Chapter 6 Parsing files line by line

6.1 Learning objectives

  • Understand how to read files in Python

  • Learn how to iterate through lines in a file using a for loop

6.2 Create a Text File

  • Let’s create a simple text file called sample.txt using the Jupyter text editor

    The file should contain the following lines:

    apple
    banana
    cherry
    date
    

6.3 Open A File Stream

A file stream is like a pipeline that lets you read data from a file one piece at a time.

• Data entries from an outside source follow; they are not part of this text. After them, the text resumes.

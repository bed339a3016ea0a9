pub mod bits;
pub mod config;
pub mod math;

pub use bits::*;
pub use config::*;
pub use math::*;
use crate::DIRECTIONS;

fn shift(bits: u64, offset: i32, mask: u64) -> u64 {
    let shifted = if offset > 0 {
        bits << offset
    } else {
        bits >> -offset
    };

    shifted & mask
}

/// Empty squares where `player` would bracket at least one run of `opponent` discs.
pub fn legal_moves(player: u64, opponent: u64) -> u64 {
    let empty = !(player | opponent);
    let mut moves = 0;

    for (offset, mask) in DIRECTIONS {
        let mut run = shift(player, offset, mask) & opponent;
        while run != 0 {
            let next = shift(run, offset, mask);
            moves |= next & empty;
            run = next & opponent;
        }
    }

    moves
}

/// The `opponent` discs flipped when `player` places a disc on `square`.
pub fn flips(square: u64, player: u64, opponent: u64) -> u64 {
    let mut flipped = 0;

    for (offset, mask) in DIRECTIONS {
        let mut run = 0;
        let mut cursor = shift(square, offset, mask);
        while cursor & opponent != 0 {
            run |= cursor;
            cursor = shift(cursor, offset, mask);
        }

        if cursor & player != 0 {
            flipped |= run;
        }
    }

    flipped
}
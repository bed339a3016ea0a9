use engine::Player;

/// The alpha-beta window. `alpha` is the value the maximizer can already guarantee and `beta` the
/// value the minimizer can already guarantee. Both only ever move towards each other.
#[derive(Clone, Copy, Debug, PartialEq)]
pub struct Bounds {
    pub alpha: f32,
    pub beta: f32,
}

impl Bounds {
    pub fn new(alpha: f32, beta: f32) -> Self {
        Self { alpha, beta }
    }

    pub fn full() -> Self {
        Self::new(f32::NEG_INFINITY, f32::INFINITY)
    }

    /// Folds a value available to the maximizer into `alpha`. Returns `Some(beta)` once the window
    /// has closed, meaning the minimizer will never let play reach this node.
    pub fn raise_alpha(&mut self, value: f32) -> Option<f32> {
        self.alpha = self.alpha.max(value);

        if self.alpha >= self.beta {
            Some(self.beta)
        } else {
            None
        }
    }

    /// Folds a value available to the minimizer into `beta`. Returns `Some(alpha)` once the window
    /// has closed, meaning the maximizer will never let play reach this node.
    pub fn lower_beta(&mut self, value: f32) -> Option<f32> {
        self.beta = self.beta.min(value);

        if self.beta <= self.alpha {
            Some(self.alpha)
        } else {
            None
        }
    }

    /// Tightens the bound owned by `player` if `value` is a strict improvement for them.
    ///
    /// Equal values are not improvements, so the first of several equally good choices is kept.
    pub fn improve(&mut self, player: Player, value: f32) -> bool {
        match player {
            Player::Zero if value > self.alpha => {
                self.alpha = value;
                true
            }
            Player::One if value < self.beta => {
                self.beta = value;
                true
            }
            _ => false,
        }
    }
}
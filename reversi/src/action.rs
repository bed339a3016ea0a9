use std::fmt::{self, Display, Formatter};
use std::str::FromStr;

use anyhow::{anyhow, Context, Result};
use common::single_bit_index_u64;

use crate::BOARD_SIZE;

/// Places a disc for the mover. `row` 0 is the top row and `column` 0 the left column.
#[derive(Debug, Clone, Copy, Eq, PartialEq, Hash)]
pub struct Action {
    pub row: usize,
    pub column: usize,
}

impl Action {
    pub fn new(row: usize, column: usize) -> Self {
        Self { row, column }
    }

    pub(crate) fn bit(&self) -> u64 {
        1 << (self.row * BOARD_SIZE + self.column)
    }

    pub(crate) fn from_bit(bit: u64) -> Self {
        let index = single_bit_index_u64(bit);
        Self::new(index / BOARD_SIZE, index % BOARD_SIZE)
    }

    fn is_on_board(&self) -> bool {
        self.row < BOARD_SIZE && self.column < BOARD_SIZE
    }
}

impl FromStr for Action {
    type Err = anyhow::Error;

    fn from_str(s: &str) -> Result<Self, Self::Err> {
        let mut parts = s.split_whitespace();

        let (row, column) = match (parts.next(), parts.next(), parts.next()) {
            (Some(row), Some(column), None) => (row, column),
            _ => return Err(anyhow!("Expected a row and a column, got {:?}", s)),
        };

        let row = row.parse().with_context(|| format!("Invalid row {:?}", row))?;
        let column = column
            .parse()
            .with_context(|| format!("Invalid column {:?}", column))?;

        let action = Action::new(row, column);
        if !action.is_on_board() {
            return Err(anyhow!("Row and column must be between 0 and {}", BOARD_SIZE - 1));
        }

        Ok(action)
    }
}

impl Display for Action {
    fn fmt(&self, f: &mut Formatter) -> fmt::Result {
        write!(f, "{} {}", self.row, self.column)
    }
}
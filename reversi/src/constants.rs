pub const BOARD_SIZE: usize = 8;

pub const NOT_FIRST_COLUMN: u64 = 0xFEFE_FEFE_FEFE_FEFE;
pub const NOT_LAST_COLUMN: u64 = 0x7F7F_7F7F_7F7F_7F7F;

/// Bit offsets of the eight neighbours of a square, with the mask removing bits that wrapped around
/// the edge of the board. Bit `row * 8 + column` represents a square.
pub const DIRECTIONS: [(i32, u64); 8] = [
    (-8, u64::MAX),
    (8, u64::MAX),
    (1, NOT_FIRST_COLUMN),
    (-1, NOT_LAST_COLUMN),
    (-7, NOT_FIRST_COLUMN),
    (9, NOT_FIRST_COLUMN),
    (-9, NOT_LAST_COLUMN),
    (7, NOT_LAST_COLUMN),
];

pub const CORNERS: [Corner; 4] = [
    Corner::new((0, 0), (1, 1), [(0, 1), (1, 0)]),
    Corner::new((7, 7), (6, 6), [(7, 6), (6, 7)]),
    Corner::new((0, 7), (1, 6), [(0, 6), (1, 7)]),
    Corner::new((7, 0), (6, 1), [(7, 1), (6, 0)]),
];

/// A corner with its diagonal neighbour and its two edge neighbours, all as single-bit masks.
pub struct Corner {
    pub square: u64,
    pub x_square: u64,
    pub c_squares: [u64; 2],
}

impl Corner {
    const fn new(
        square: (usize, usize),
        x_square: (usize, usize),
        c_squares: [(usize, usize); 2],
    ) -> Self {
        Self {
            square: bit(square),
            x_square: bit(x_square),
            c_squares: [bit(c_squares[0]), bit(c_squares[1])],
        }
    }
}

const fn bit((row, column): (usize, usize)) -> u64 {
    1 << (row * BOARD_SIZE + column)
}
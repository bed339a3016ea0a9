use std::fmt::{self, Display, Formatter};

use anyhow::{anyhow, Result};
use common::set_bits;
use engine::{GameError, Player};

use crate::{flips, legal_moves, Action, BOARD_SIZE};

#[derive(Clone, Debug, PartialEq, Eq, Hash)]
pub struct GameState {
    pub player_to_move: Player,
    /// Discs of each player, indexed by `Player::index`.
    pub boards: [u64; 2],
}

impl engine::GameState for GameState {
    type Action = Action;

    fn initial() -> Self {
        let start = |squares: [(usize, usize); 2]| {
            squares
                .iter()
                .fold(0, |board, &(row, column)| board | Action::new(row, column).bit())
        };

        GameState {
            player_to_move: Player::Zero,
            boards: [start([(3, 3), (4, 4)]), start([(3, 4), (4, 3)])],
        }
    }

    fn is_terminal(&self) -> bool {
        self.is_over()
    }

    fn terminal_value(&self) -> Result<f32, GameError> {
        if !self.is_over() {
            return Err(GameError::NonTerminalState);
        }

        let (zero, one) = self.disc_counts();
        Ok(match zero.cmp(&one) {
            std::cmp::Ordering::Greater => 1.0,
            std::cmp::Ordering::Less => -1.0,
            std::cmp::Ordering::Equal => 0.0,
        })
    }

    fn player_to_move(&self) -> Player {
        self.player_to_move
    }

    fn successors(&self) -> Vec<Self> {
        set_bits(self.moves_for(self.player_to_move))
            .map(|square| self.place(square))
            .collect()
    }

    fn is_legal_move(&self, action: &Action) -> bool {
        self.can_place(action)
    }

    fn take_action(&self, action: &Action) -> Result<Self, GameError> {
        if !self.can_place(action) {
            return Err(GameError::IllegalMove(action.to_string()));
        }

        Ok(self.place(action.bit()))
    }

    fn turn_instructions(&self) -> &'static str {
        "Enter row and column separated by spaces:"
    }
}

impl GameState {
    /// Builds a position from eight rows of `0`, `1` and empty (`-` or `.`) squares.
    ///
    /// If `player_to_move` has no legal move but the opponent does, the turn passes to the
    /// opponent.
    pub fn from_rows(rows: [&str; BOARD_SIZE], player_to_move: Player) -> Result<Self> {
        let mut boards = [0; 2];

        for (row, squares) in rows.iter().enumerate() {
            if squares.chars().count() != BOARD_SIZE {
                return Err(anyhow!("Row {} must have exactly 8 squares: {:?}", row, squares));
            }

            for (column, square) in squares.chars().enumerate() {
                let bit = Action::new(row, column).bit();
                match square {
                    '0' => boards[0] |= bit,
                    '1' => boards[1] |= bit,
                    '-' | '.' => {}
                    _ => return Err(anyhow!("Unexpected square {:?} in row {}", square, row)),
                }
            }
        }

        let state = Self {
            player_to_move,
            boards,
        };

        Ok(state.with_turn_after(player_to_move.opponent()))
    }

    /// Legal moves of `player` as a bitboard.
    pub fn moves_for(&self, player: Player) -> u64 {
        legal_moves(self.board(player), self.board(player.opponent()))
    }

    pub fn legal_actions(&self) -> Vec<Action> {
        set_bits(self.moves_for(self.player_to_move))
            .map(Action::from_bit)
            .collect()
    }

    pub fn board(&self, player: Player) -> u64 {
        self.boards[player.index()]
    }

    /// Number of discs of player zero and player one.
    pub fn disc_counts(&self) -> (u32, u32) {
        (self.boards[0].count_ones(), self.boards[1].count_ones())
    }

    fn is_over(&self) -> bool {
        self.moves_for(Player::Zero) == 0 && self.moves_for(Player::One) == 0
    }

    fn can_place(&self, action: &Action) -> bool {
        action.row < BOARD_SIZE
            && action.column < BOARD_SIZE
            && self.moves_for(self.player_to_move) & action.bit() != 0
    }

    fn place(&self, square: u64) -> Self {
        let mover = self.player_to_move;
        let player = self.board(mover);
        let opponent = self.board(mover.opponent());
        let flipped = flips(square, player, opponent);

        let mut boards = self.boards;
        boards[mover.index()] = player | square | flipped;
        boards[mover.opponent().index()] = opponent & !flipped;

        let next = Self {
            player_to_move: mover,
            boards,
        };

        next.with_turn_after(mover)
    }

    /// The opponent of `mover` moves next if able. Otherwise `mover` moves again, and when neither
    /// can move the game is over with the turn given to the opponent.
    fn with_turn_after(mut self, mover: Player) -> Self {
        let opponent = mover.opponent();
        self.player_to_move = if self.moves_for(opponent) == 0 && self.moves_for(mover) != 0 {
            mover
        } else {
            opponent
        };

        self
    }

    fn square(&self, row: usize, column: usize) -> char {
        let bit = Action::new(row, column).bit();
        if self.boards[0] & bit != 0 {
            '0'
        } else if self.boards[1] & bit != 0 {
            '1'
        } else {
            '-'
        }
    }
}

impl Display for GameState {
    fn fmt(&self, f: &mut Formatter<'_>) -> fmt::Result {
        let columns = (0..BOARD_SIZE).map(|c| c.to_string()).collect::<Vec<_>>();
        let rule = "_".repeat(BOARD_SIZE * 2 - 1);

        writeln!(f, "   {}", columns.join(" "))?;
        writeln!(f, "   {}", rule)?;

        for row in 0..BOARD_SIZE {
            let squares = (0..BOARD_SIZE)
                .map(|column| self.square(row, column).to_string())
                .collect::<Vec<_>>();

            writeln!(f, "{} |{}|", row, squares.join(" "))?;
        }

        writeln!(f, "   {}", rule)
    }
}
mod bounds;
pub mod depth_limited;
mod options;
mod selection;
#[cfg(test)]
mod tree_game;
pub mod unbounded;
mod value_search;

pub use bounds::*;
pub use options::*;
pub use selection::*;
pub use value_search::*;
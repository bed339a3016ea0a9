/// Estimates the game-theoretic value of a possibly non-terminal state from the perspective of
/// player zero.
///
/// Implementations must be deterministic and free of side effects. Estimates are conventionally
/// within `[-1.0, 1.0]` and should agree with `GameState::terminal_value` on terminal states.
pub trait Heuristic<S> {
    fn evaluate(&self, state: &S) -> f32;
}

impl<S, F> Heuristic<S> for F
where
    F: Fn(&S) -> f32,
{
    fn evaluate(&self, state: &S) -> f32 {
        self(state)
    }
}
use std::fmt::{self, Display, Formatter};
use std::str::FromStr;

use anyhow::{anyhow, Result};

use crate::BOARD_SIZE;

/// Places the mover's mark on a cell. Rows and columns start at zero in the top left corner.
#[derive(Debug, Clone, Copy, Eq, PartialEq)]
pub struct Action {
    pub row: usize,
    pub column: usize,
}

impl Action {
    pub fn new(row: usize, column: usize) -> Self {
        Self { row, column }
    }

    pub(crate) fn bit(&self) -> u16 {
        1 << (self.row * BOARD_SIZE + self.column)
    }

    pub(crate) fn from_index(index: usize) -> Self {
        Self::new(index / BOARD_SIZE, index % BOARD_SIZE)
    }
}

impl FromStr for Action {
    type Err = anyhow::Error;

    fn from_str(s: &str) -> Result<Self, Self::Err> {
        let coordinates = s
            .split(|c: char| c.is_whitespace() || c == ',')
            .filter(|part| !part.is_empty())
            .map(|part| part.parse::<usize>())
            .collect::<Result<Vec<_>, _>>()?;

        match coordinates.as_slice() {
            [row, column] if *row < BOARD_SIZE && *column < BOARD_SIZE => {
                Ok(Action::new(*row, *column))
            }
            [_, _] => Err(anyhow!("Row and column must be between 0 and 2")),
            _ => Err(anyhow!("Expected a row and a column, got {:?}", s)),
        }
    }
}

impl Display for Action {
    fn fmt(&self, f: &mut Formatter) -> fmt::Result {
        write!(f, "{} {}", self.row, self.column)
    }
}

#[cfg(test)]
mod tests {
    use super::*;

    #[test]
    fn test_parse_space_separated() {
        assert_eq!("1 2".parse::<Action>().unwrap(), Action::new(1, 2));
    }

    #[test]
    fn test_parse_comma_separated_with_padding() {
        assert_eq!("  0, 1 ".parse::<Action>().unwrap(), Action::new(0, 1));
    }

    #[test]
    fn test_parse_out_of_range() {
        assert!("3 0".parse::<Action>().is_err());
        assert!("0 3".parse::<Action>().is_err());
    }

    #[test]
    fn test_parse_wrong_number_of_coordinates() {
        assert!("1".parse::<Action>().is_err());
        assert!("1 2 0".parse::<Action>().is_err());
        assert!("".parse::<Action>().is_err());
    }

    #[test]
    fn test_parse_not_a_number() {
        assert!("a b".parse::<Action>().is_err());
        assert!("-1 0".parse::<Action>().is_err());
    }

    #[test]
    fn test_display_round_trips() {
        let action = Action::new(2, 0);
        assert_eq!(action.to_string().parse::<Action>().unwrap(), action);
    }

    #[test]
    fn test_bit_is_row_major() {
        assert_eq!(Action::new(0, 0).bit(), 0b1);
        assert_eq!(Action::new(1, 0).bit(), 0b1000);
        assert_eq!(Action::new(2, 2).bit(), 0b1_0000_0000);
        assert_eq!(Action::from_index(5), Action::new(1, 2));
    }
}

The most common way to open a file is using the open() function.

  • Create a new Python script called 03-parse-text-file.py

    #!/usr/bin/env python3
    
    import sys
    
    my_file = open( sys.argv[1] )
    print(my_file)
  • Save it and make it executable

    chmod +x 03-parse-text-file.py
  • Run the script with the file name as an argument

    ./03-parse-text-file.py sample.txt

    This will print something like

    <_io.TextIOWrapper name='sample1.txt' mode='r' encoding='UTF-8'>

As you can see, the print() function can’t print the file content directly. This output just indicates the file sample1.txt is opened in read mode ('r') with UTF-8 encoding.

6.4 Add a for loop

To read the file and print each line, we can use a for loop.

  • Update 03-parse-text-file.py:

    #!/usr/bin/env python3
    
    import sys
    
    my_file = open(sys.argv[1])
    
    # for iterates through files
    for my_line in my_file:
        # objects have methods
        my_line = my_line.rstrip("\n")
        print( my_line )
    
    my_file.close()
    • We use my_file.close() to close the file after we’re done reading it. This is important to free up system resources.
  • Save it and run the script again

    ./03-parse-text-file.py sample1.txt

    This will print each line of the file without extra spaces or newlines

    apple
    banana
    cherry
    date

6.5 Summary

Congratulations! You have just:

  • Created a Python script that reads a file

  • Used a for loop to iterate through each line in the file

  • Printed each line without extra spaces or newlines